Frankly, I’m willing to cut James Risen some slack. So much so that when Monday’s !Afghanistan is Rich! story appeared, I didn’t post my first instincts: that the story felt more like a planted David Sanger or William Broad story (or, for old time’s sake, Judy) than a James Risen story.

But in response to well-deserved skepticism about the story, Risen went on a bit of a rant–complete with bloggers in their pajamas. And while his rant refutes the suggestion that this was entirely planted (Milt Bearden had told him about the mineral finds some time ago), it absolutely confirms one of the concerns raised about the piece: that its timing had everything to do with recent setbacks in Afghanistan and, probably, Petraeus’ testimony before Congress.

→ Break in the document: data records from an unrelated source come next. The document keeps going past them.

//! Unit standardization.
//!
//! Best effort only: anything not in the table comes back lowercased and
//! trimmed, never as an error.

/// Map a unit spelling to its standard form
///
/// # Example
/// ```
/// use mealplan_grocery::normalize::standardize;
///
/// assert_eq!(standardize("Tbsp"), "tablespoons");
/// assert_eq!(standardize(" pinch "), "pinch");
/// ```
pub fn standardize(unit: &str) -> String {
    let cleaned = unit.trim().to_lowercase();

    match lookup_unit(&lookup_form(&cleaned)) {
        Some(standard) => standard.to_string(),
        None => cleaned,
    }
}

/// Whether the unit is one the table knows about
pub fn is_known(unit: &str) -> bool {
    lookup_unit(&lookup_form(&unit.trim().to_lowercase())).is_some()
}

// "Tbsp." and "fl  oz" should hit the table too
fn lookup_form(cleaned: &str) -> String {
    cleaned
        .trim_end_matches('.')
        .split_whitespace()
        .collect::<Vec<_>>()
        .join(" ")
}

fn lookup_unit(unit: &str) -> Option<&'static str> {
    let standard = match unit {
        // weight
        "g" | "gr" | "gram" | "grams" | "gramme" | "grammes" => "grams",
        "kg" | "kgs" | "kilo" | "kilos" | "kilogram" | "kilograms" => "kilograms",
        "oz" | "ounce" | "ounces" => "ounces",
        "lb" | "lbs" | "pound" | "pounds" => "pounds",

        // volume
        "ml" | "milliliter" | "milliliters" | "millilitre" | "millilitres" => "milliliters",
        "l" | "liter" | "liters" | "litre" | "litres" => "liters",
        "fl oz" | "floz" | "fl. oz" | "fluid ounce" | "fluid ounces" => "fluid ounces",
        "pt" | "pint" | "pints" => "pints",
        "qt" | "quart" | "quarts" => "quarts",
        "gal" | "gallon" | "gallons" => "gallons",

        // cooking
        "tsp" | "tsps" | "teaspoon" | "teaspoons" => "teaspoons",
        "tbsp" | "tbsps" | "tbs" | "tablespoon" | "tablespoons" => "tablespoons",
        "c" | "cup" | "cups" => "cups",

        // count
        "pc" | "pcs" | "piece" | "pieces" => "pieces",
        "clove" | "cloves" => "cloves",
        "slice" | "slices" => "slices",
        "bunch" | "bunches" => "bunches",
        "head" | "heads" => "heads",
        "stalk" | "stalks" => "stalks",
        "sprig" | "sprigs" => "sprigs",
        "leaf" | "leaves" => "leaves",
        "can" | "cans" => "cans",
        "jar" | "jars" => "jars",
        "bottle" | "bottles" => "bottles",
        "pkg" | "pkgs" | "package" | "packages" => "packages",
        "bag" | "bags" => "bags",
        "box" | "boxes" => "boxes",

        // size descriptors
        "lg" | "large" => "large",
        "med" | "medium" => "medium",
        "sm" | "small" => "small",

        _ => return None,
    };
    Some(standard)
}

#[cfg(test)]
mod tests {
    use super::*;

    #[test]
    fn test_tablespoon_spellings_collapse() {
        assert_eq!(standardize("Tbsp"), "tablespoons");
        assert_eq!(standardize("tablespoon"), "tablespoons");
        assert_eq!(standardize("TABLESPOONS"), "tablespoons");
        assert_eq!(standardize("tbsp."), "tablespoons");
    }

    #[test]
    fn test_families() {
        assert_eq!(standardize("g"), "grams");
        assert_eq!(standardize("LBS"), "pounds");
        assert_eq!(standardize("fl  oz"), "fluid ounces");
        assert_eq!(standardize("Qt"), "quarts");
        assert_eq!(standardize("cup"), "cups");
        assert_eq!(standardize("clove"), "cloves");
        assert_eq!(standardize("leaf"), "leaves");
        assert_eq!(standardize("Large"), "large");
    }

    #[test]
    fn test_unknown_unit_passes_through_lowercased() {
        assert_eq!(standardize("  Pinch "), "pinch");
        assert_eq!(standardize("to taste"), "to taste");
        assert!(!is_known("pinch"));
        assert!(is_known("Tsp"));
    }

    #[test]
    fn test_idempotent() {
        for unit in [
            "Tbsp", "tsp", "fl oz", "G", "Kilo", "pkg", "dash", "Handful", "lg", "cup.",
        ] {
            let once = standardize(unit);
            assert_eq!(standardize(&once), once, "unit {unit:?}");
        }
    }
}
mod instacart;

pub use instacart::InstacartClient;

use async_trait::async_trait;
use log::{info, warn};
use serde::{Deserialize, Serialize};

use crate::aggregator::{aggregate, is_valid_line};
use crate::error::PartnerError;
use crate::export::to_partner_line_items;
use crate::model::IngredientLine;

/// Deep link returned by the partner
#[derive(Debug, Clone, PartialEq, Eq)]
pub struct PartnerLink {
    pub url: String,
}

/// External grocery-ordering service
///
/// Every call creates a new remote list; there is no idempotency key, so
/// calling twice with the same ingredients yields two links.
#[async_trait]
pub trait GroceryPartner: Send + Sync {
    /// Get the partner name (e.g., "instacart")
    fn partner_name(&self) -> &str;

    /// Create a shoppable list from loose ingredients
    async fn create_shopping_list(
        &self,
        ingredients: &[IngredientLine],
        title: &str,
    ) -> Result<PartnerLink, PartnerError>;

    /// Create a shoppable recipe page
    async fn create_recipe_list(
        &self,
        name: &str,
        ingredients: &[IngredientLine],
        instructions: &[String],
        image_url: Option<&str>,
    ) -> Result<PartnerLink, PartnerError>;
}

#[derive(Debug, Clone, PartialEq, Serialize, Deserialize)]
pub struct Measurement {
    pub quantity: f64,
    pub unit: String,
}

/// One ingredient as the partner sees it. `measurements` always holds one entry.
#[derive(Debug, Clone, PartialEq, Serialize, Deserialize)]
pub struct PartnerLineItem {
    pub name: String,
    pub display_text: String,
    pub measurements: Vec<Measurement>,
}

#[derive(Debug, Clone, PartialEq, Serialize, Deserialize)]
pub struct LandingPageConfiguration {
    pub partner_linkback_url: String,
    pub enable_pantry_items: bool,
}

#[derive(Debug, Clone, Serialize)]
pub struct PartnerShoppingListRequest {
    pub title: String,
    pub line_items: Vec<PartnerLineItem>,
    pub landing_page_configuration: LandingPageConfiguration,
}

#[derive(Debug, Clone, Serialize)]
pub struct PartnerRecipeRequest {
    pub title: String,
    #[serde(skip_serializing_if = "Option::is_none")]
    pub image_url: Option<String>,
    pub instructions: Vec<String>,
    pub ingredients: Vec<PartnerLineItem>,
    pub landing_page_configuration: LandingPageConfiguration,
}

/// The only part of the partner response we read
#[derive(Debug, Deserialize)]
pub(crate) struct PartnerLinkResponse {
    pub products_link_url: String,
}

/// Filter, aggregate and map ingredients to wire line items
///
/// Fails with [`PartnerError::EmptyIngredientList`] when nothing survives the
/// filter, before any request is made.
pub fn prepare_line_items(
    ingredients: &[IngredientLine],
) -> Result<Vec<PartnerLineItem>, PartnerError> {
    let valid: Vec<IngredientLine> = ingredients
        .iter()
        .filter(|line| {
            let keep = is_valid_line(line);
            if !keep {
                warn!(
                    "Skipping ingredient for partner export: name={:?} amount={} unit={:?}",
                    line.name, line.amount, line.unit
                );
            }
            keep
        })
        .cloned()
        .collect();

    if valid.is_empty() {
        return Err(PartnerError::EmptyIngredientList);
    }

    let items = aggregate(&valid);
    info!(
        "Prepared {} partner line items from {} ingredients",
        items.len(),
        ingredients.len()
    );
    Ok(to_partner_line_items(&items))
}

/// Map a non-2xx partner status to an error kind
pub fn classify_status(status: u16, body: String) -> PartnerError {
    match status {
        401 => PartnerError::Auth { body },
        400 => PartnerError::BadRequest { body },
        404 => PartnerError::Endpoint { body },
        422 => PartnerError::Unprocessable { body },
        500..=599 => PartnerError::Upstream {
            status: Some(status),
            body,
        },
        _ => PartnerError::Status { status, body },
    }
}

#[cfg(test)]
mod tests {
    use super::*;

    #[test]
    fn test_classify_status() {
        assert!(matches!(
            classify_status(401, String::new()),
            PartnerError::Auth { .. }
        ));
        assert!(matches!(
            classify_status(400, String::new()),
            PartnerError::BadRequest { .. }
        ));
        assert!(matches!(
            classify_status(404, String::new()),
            PartnerError::Endpoint { .. }
        ));
        assert!(matches!(
            classify_status(422, String::new()),
            PartnerError::Unprocessable { .. }
        ));
        assert!(matches!(
            classify_status(503, String::new()),
            PartnerError::Upstream {
                status: Some(503),
                ..
            }
        ));
        match classify_status(418, "teapot".to_string()) {
            PartnerError::Status { status, body } => {
                assert_eq!(status, 418);
                assert_eq!(body, "teapot");
            }
            other => panic!("Unexpected error: {other:?}"),
        }
    }

    #[test]
    fn test_prepare_rejects_fully_invalid_list() {
        let result = prepare_line_items(&[
            IngredientLine::new("", 1.0, "cup"),
            IngredientLine::new("rice", 0.0, "cup"),
            IngredientLine::new("beans", 1.0, ""),
        ]);
        assert!(matches!(result, Err(PartnerError::EmptyIngredientList)));
        assert!(matches!(
            prepare_line_items(&[]),
            Err(PartnerError::EmptyIngredientList)
        ));
    }

    #[test]
    fn test_prepare_aggregates_survivors() {
        let line_items = prepare_line_items(&[
            IngredientLine::new("Fresh Basil", 2.0, "tbsp"),
            IngredientLine::new("", 5.0, "cup"),
            IngredientLine::new("basil", 1.0, "tablespoon"),
        ])
        .unwrap();

        assert_eq!(line_items.len(), 1);
        assert_eq!(line_items[0].name, "basil");
        assert_eq!(line_items[0].display_text, "3 tablespoons Fresh Basil");
        assert_eq!(
            line_items[0].measurements,
            vec![Measurement {
                quantity: 3.0,
                unit: "tablespoons".to_string()
            }]
        );
    }

    #[test]
    fn test_shopping_list_request_shape() {
        let request = PartnerShoppingListRequest {
            title: "Week 1".to_string(),
            line_items: prepare_line_items(&[IngredientLine::new("Eggs", 2.0, "large")]).unwrap(),
            landing_page_configuration: LandingPageConfiguration {
                partner_linkback_url: "https://example.com".to_string(),
                enable_pantry_items: true,
            },
        };
        let value = serde_json::to_value(&request).unwrap();

        assert_eq!(value["title"], "Week 1");
        assert_eq!(value["line_items"][0]["name"], "eggs");
        assert_eq!(value["line_items"][0]["display_text"], "2 large Eggs");
        assert_eq!(value["line_items"][0]["measurements"][0]["quantity"], 2.0);
        assert_eq!(value["line_items"][0]["measurements"][0]["unit"], "large");
        assert_eq!(
            value["landing_page_configuration"]["enable_pantry_items"],
            true
        );
    }

    #[test]
    fn test_recipe_request_omits_missing_image() {
        let request = PartnerRecipeRequest {
            title: "Pesto".to_string(),
            image_url: None,
            instructions: vec!["Blend".to_string()],
            ingredients: Vec::new(),
            landing_page_configuration: LandingPageConfiguration {
                partner_linkback_url: "https://example.com".to_string(),
                enable_pantry_items: true,
            },
        };
        let value = serde_json::to_value(&request).unwrap();
        assert!(value.get("image_url").is_none());
        assert_eq!(value["instructions"][0], "Blend");
    }
}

“Several months ago, Milt started telling me about what they were finding,” Risen said. “At the beginning of the year, I said I wanted to do a story on it.” At first both Bearden and [Paul Brinkley, the guy at DOD tasked with rebuilding the Afghan economy] resisted, Risen said, but he eventually wore them down. “Milt convinced Brinkley to talk to me,” he said, “and Brinkley convinced other Pentagon officials to go on the record. I think Milt realized that things were going so badly in Afghanistan that people would be willing to talk about this.” In other words, according to Risen, he wasn’t handed the story in a calculated leak. Calls and e-mails to Brinkley and to Eric Clark, a Pentagon public relations contractor who works with him, were not immediately returned. [my emphasis]

According to Risen’s own account, he had been discussing this story since at least the beginning of the year. He never published a story using these sources off the record, nor did he use the material in the public record to point to these riches.

But on the eve of Petraeus’ testimony, the people he had been talking to did decide it made a good time to go on the record.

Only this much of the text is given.